Candy respiró lentamente.
– ¿Usted lo vio caer?
– No, se cayó antes de que yo llegara. ¿Usted lo quiere, no es cierto?
No me respondió. Terminó de sacarle los zapatos. Con todo cuidado desvestimos a Wade y le pusimos un pijama verde y plateado. Lo metimos en la cama y lo tapamos bien. Todavía seguía transpirando y roncando. Candy le contempló con tristeza, moviendo la cabeza reluciente de un lado a otro.
– Alguien tiene que cuidarlo -dijo-. Iré a cambiarme de ropa.
– Vaya a dormir. Yo lo cuidaré. Lo llamaré si lo necesito.
Me miró de frente.
– Será mejor que lo cuide bien, muy bien -dijo con mucha calma, y salió del cuarto.
Me dirigí al baño y traje una toallita de mano, húmeda, y una toalla grande. Di vuelta un poco a Wade, extendí la toalla sobre la almohada y limpié la sangre de su cabeza suavemente para que no comenzara a sangrar de nuevo.
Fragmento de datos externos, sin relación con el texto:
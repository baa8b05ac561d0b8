//! Recovers a [`TestOutcome`] from one raw log segment.

use super::{Status, TestOutcome};
use chrono::NaiveDateTime;
use regex::Regex;
use std::time::Duration;

/// Identity used when a segment carries no `Preparing` line.
pub const UNKNOWN_TEST_NAME: &str = "unknown_test_name";

const TIMESTAMP_FORMAT: &str = "%Y-%m-%d %H:%M:%S";
const LINE_PATTERN: &str = r"^(\d{4}-\d{2}-\d{2} \d{2}:\d{2}:\d{2}) (.*)$";

/// Segment parser. Never fails: anything it cannot make sense of degrades
/// to a default.
pub struct RecordExtractor {
    line_re: Regex,
}

impl Default for RecordExtractor {
    fn default() -> Self {
        Self::new()
    }
}

impl RecordExtractor {
    pub fn new() -> Self {
        Self {
            line_re: Regex::new(LINE_PATTERN).expect("log line pattern is valid"),
        }
    }

    /// Parse one segment into exactly one outcome.
    pub fn extract(&self, segment: Vec<String>) -> TestOutcome {
        let mut identity: Option<String> = None;
        let mut seen_preparing = false;
        let mut error_line: Option<&str> = None;
        let mut first_ts: Option<&str> = None;
        let mut last_ts: Option<&str> = None;

        for line in &segment {
            let Some(caps) = self.line_re.captures(line) else {
                continue;
            };
            let (Some(ts), Some(message)) = (caps.get(1), caps.get(2)) else {
                continue;
            };
            let message = message.as_str();

            first_ts.get_or_insert(ts.as_str());
            last_ts = Some(ts.as_str());

            if !seen_preparing && message.starts_with("Preparing") {
                seen_preparing = true;
                identity = identity_from_preparing(message);
            }
            if message.starts_with("Error") {
                error_line = Some(line.as_str());
            }
        }

        let duration = match (first_ts, last_ts) {
            (Some(first), Some(last)) => elapsed(first, last),
            _ => Duration::ZERO,
        };
        let (status, message) = match error_line {
            Some(line) => (Status::Fail, line.to_string()),
            None => (Status::Pass, String::new()),
        };

        TestOutcome {
            identity: identity.unwrap_or_else(|| UNKNOWN_TEST_NAME.to_string()),
            status,
            duration,
            message,
            raw_segment: segment,
        }
    }
}

/// `Preparing external:foo:tests/bar/baz...` -> `tests/bar/baz`
fn identity_from_preparing(message: &str) -> Option<String> {
    let tail = match message.rfind(':') {
        Some(idx) => &message[idx + 1..],
        None => message.trim_start_matches("Preparing"),
    };
    let name = tail.trim().trim_end_matches("...").trim();
    if name.is_empty() {
        None
    } else {
        Some(name.to_string())
    }
}

/// Whole seconds from `first` to `last`; zero if either fails to parse or
/// the clock went backwards.
fn elapsed(first: &str, last: &str) -> Duration {
    let (Ok(start), Ok(end)) = (
        NaiveDateTime::parse_from_str(first, TIMESTAMP_FORMAT),
        NaiveDateTime::parse_from_str(last, TIMESTAMP_FORMAT),
    ) else {
        return Duration::ZERO;
    };
    let secs = (end - start).num_seconds();
    Duration::from_secs(u64::try_from(secs).unwrap_or(0))
}

#[cfg(test)]
mod tests {
    use super::*;

    fn seg(lines: &[&str]) -> Vec<String> {
        lines.iter().map(|l| l.to_string()).collect()
    }

    #[test]
    fn test_identity_from_preparing_line() {
        let outcome = RecordExtractor::new().extract(seg(&[
            "2024-03-01 10:00:00 Executing external:foo:tests/bar/baz (1/3)...",
            "2024-03-01 10:00:01 Preparing external:foo:tests/bar/baz...",
            "2024-03-01 10:00:02 Preparing external:foo:tests/other...",
            "2024-03-01 10:00:03 Restoring external:foo:tests/bar/baz...",
        ]));
        assert_eq!(outcome.identity, "tests/bar/baz");
        assert_eq!(outcome.status, Status::Pass);
        assert!(outcome.message.is_empty());
        assert_eq!(outcome.duration, Duration::from_secs(3));
        assert_eq!(outcome.raw_segment.len(), 4);
    }

    #[test]
    fn test_missing_preparing_defaults_identity() {
        let outcome = RecordExtractor::new().extract(seg(&[
            "2024-03-01 10:00:00 Executing something",
            "2024-03-01 10:00:00 Restoring something",
        ]));
        assert_eq!(outcome.identity, UNKNOWN_TEST_NAME);
    }

    #[test]
    fn test_last_error_line_wins() {
        let outcome = RecordExtractor::new().extract(seg(&[
            "2024-03-01 10:00:00 Executing x",
            "2024-03-01 10:00:01 Error: first problem",
            "2024-03-01 10:00:02 Error: second problem",
            "2024-03-01 10:00:04 Restoring x",
        ]));
        assert_eq!(outcome.status, Status::Fail);
        assert_eq!(outcome.message, "2024-03-01 10:00:02 Error: second problem");
        assert_eq!(outcome.duration, Duration::from_secs(4));
    }

    #[test]
    fn test_untimestamped_lines_are_ignored() {
        let outcome = RecordExtractor::new().extract(seg(&[
            "Executing x",
            "Error: this line has no timestamp",
            "Preparing external:foo:tests/ignored...",
            "Restoring x",
        ]));
        assert_eq!(outcome.status, Status::Pass);
        assert_eq!(outcome.identity, UNKNOWN_TEST_NAME);
        assert_eq!(outcome.duration, Duration::ZERO);
    }

    #[test]
    fn test_single_timestamp_has_zero_duration() {
        let outcome = RecordExtractor::new().extract(seg(&[
            "Executing x",
            "2024-03-01 10:00:00 Preparing external:foo:tests/one...",
            "Restoring x",
        ]));
        assert_eq!(outcome.identity, "tests/one");
        assert_eq!(outcome.duration, Duration::ZERO);
    }

    #[test]
    fn test_malformed_or_backwards_timestamps_clamp_to_zero() {
        let extractor = RecordExtractor::new();
        let bad = extractor.extract(seg(&[
            "2024-13-45 10:00:00 Executing x",
            "2024-03-01 10:00:09 Restoring x",
        ]));
        assert_eq!(bad.duration, Duration::ZERO);

        let backwards = extractor.extract(seg(&[
            "2024-03-01 10:00:09 Executing x",
            "2024-03-01 10:00:00 Restoring x",
        ]));
        assert_eq!(backwards.duration, Duration::ZERO);
    }

    #[test]
    fn test_identity_without_colon() {
        assert_eq!(
            identity_from_preparing("Preparing tests/plain..."),
            Some("tests/plain".to_string())
        );
        assert_eq!(identity_from_preparing("Preparing external:foo:..."), None);
    }
}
Pude ver el tajo con toda claridad, era superficial. Tenía unos cinco centímetros de largo, pero no era de cuidado. El doctor Loring tenía razón. Unos puntos no hubieran hecho daño, pero probablemente no eran necesarios. Encontré un par de tijeras y corté el cabello lo suficiente como para poder colocar una tira de cinta adhesiva. Después lo volví de espaldas y le lavé la cara. Creo que eso fue un error.